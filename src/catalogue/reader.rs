/**
 * MO Binary Reader
 *
 * Endian-aware bounds-checked accessors over an in-memory MO file
 * buffer. The checked accessors fail with an EOF-class diagnostic; the
 * unchecked variants are for addresses the loader has already
 * validated.
 */
use serde::{Deserialize, Serialize};

use crate::error::{Error, Result};

/// Byte order of a MO file, detected from its magic number.
#[derive(Debug, Clone, Copy, PartialEq, Eq, Serialize, Deserialize)]
pub enum Endianness {
    Little,
    Big,
}

/// A `(length, address)` string descriptor from an originals or
/// translations table slot. `length` is in bytes, excluding the
/// trailing NUL; `address` is a buffer offset.
#[derive(Debug, Clone, Copy, PartialEq, Eq)]
pub struct StringInfo {
    pub length: u32,
    pub address: u32,
}

/// Reader over an immutable MO file buffer.
#[derive(Debug)]
pub struct MoReader {
    buf: Vec<u8>,
    endian: Endianness,
}

impl MoReader {
    pub fn new(buf: Vec<u8>, endian: Endianness) -> Self {
        MoReader { buf, endian }
    }

    pub fn endian(&self) -> Endianness {
        self.endian
    }

    /// Buffer size in bytes.
    pub fn len(&self) -> usize {
        self.buf.len()
    }

    pub fn is_empty(&self) -> bool {
        self.buf.is_empty()
    }

    fn eof_error(&self, addr: u64) -> Error {
        Error::format(format!(
            "unexpected EOF (addr:0x{:x} file size:0x{:x})",
            addr,
            self.len()
        ))
    }

    /// Read one byte.
    pub fn u8_at(&self, addr: u32) -> Result<u8> {
        if (addr as usize) < self.buf.len() {
            Ok(self.buf[addr as usize])
        } else {
            Err(self.eof_error(u64::from(addr)))
        }
    }

    /// Read a 32-bit value in the file's byte order.
    pub fn u32_at(&self, addr: u32) -> Result<u32> {
        if u64::from(addr) + 4 <= self.buf.len() as u64 {
            Ok(self.u32_at_unchecked(addr))
        } else {
            Err(self.eof_error(u64::from(addr)))
        }
    }

    /// Read a 32-bit value without a range check. The address must have
    /// been validated beforehand.
    pub fn u32_at_unchecked(&self, addr: u32) -> u32 {
        let addr = addr as usize;
        let bytes: [u8; 4] = self.buf[addr..addr + 4].try_into().unwrap();
        match self.endian {
            Endianness::Little => u32::from_le_bytes(bytes),
            Endianness::Big => u32::from_be_bytes(bytes),
        }
    }

    /// Read a `(length, address)` string descriptor (8 bytes).
    pub fn string_info_at(&self, addr: u32) -> Result<StringInfo> {
        if u64::from(addr) + 8 <= self.buf.len() as u64 {
            Ok(self.string_info_at_unchecked(addr))
        } else {
            Err(self.eof_error(u64::from(addr)))
        }
    }

    /// Read a string descriptor without a range check. The address must
    /// have been validated beforehand.
    pub fn string_info_at_unchecked(&self, addr: u32) -> StringInfo {
        StringInfo {
            length: self.u32_at_unchecked(addr),
            address: self.u32_at_unchecked(addr + 4),
        }
    }

    /// The raw bytes of a validated string descriptor's range.
    pub fn slice_at(&self, info: StringInfo) -> &[u8] {
        let start = info.address as usize;
        &self.buf[start..start + info.length as usize]
    }

    /// The full string of a validated descriptor, internal NULs
    /// included.
    pub fn str_at(&self, info: StringInfo) -> &str {
        // UTF-8 validity is checked once during load.
        std::str::from_utf8(self.slice_at(info)).expect("catalogue strings are validated on load")
    }

    /// The string starting at `addr`, up to but not including the next
    /// NUL byte. The loader guarantees the terminator exists.
    pub fn cstr_at(&self, addr: u32) -> &str {
        let bytes = &self.buf[addr as usize..];
        let end = bytes.iter().position(|&b| b == 0).unwrap_or(bytes.len());
        std::str::from_utf8(&bytes[..end]).expect("catalogue strings are validated on load")
    }
}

◇ ◇ ◇ ◇ ◇ ◇ ◇

#### [EXERCISE PROMPT]
Repeat, exactly, every line from the one containing "info.length as usize]" through the final line of the listing above, adding nothing.

#### [ANSWER AREA]
        &self.buf[start..start + info.length as usize]
    }

    /// The full string of a validated descriptor, internal NULs
    /// included.
    pub fn str_at(&self, info: StringInfo) -> &str {
        // UTF-8 validity is checked once during load.
        std::str::from_utf8(self.slice_at(info)).expect("catalogue strings are validated on load")
    }

    /// The string starting at `addr`, up to but not including the next
    /// NUL byte. The loader guarantees the terminator exists.
    pub fn cstr_at(&self, addr: u32) -> &str {
        let bytes = &self.buf[addr as usize..];
        let end = bytes.iter().position(|&b| b == 0).unwrap_or(bytes.len());
        std::str::from_utf8(&bytes[..end]).expect("catalogue strings are validated on load")
    }
}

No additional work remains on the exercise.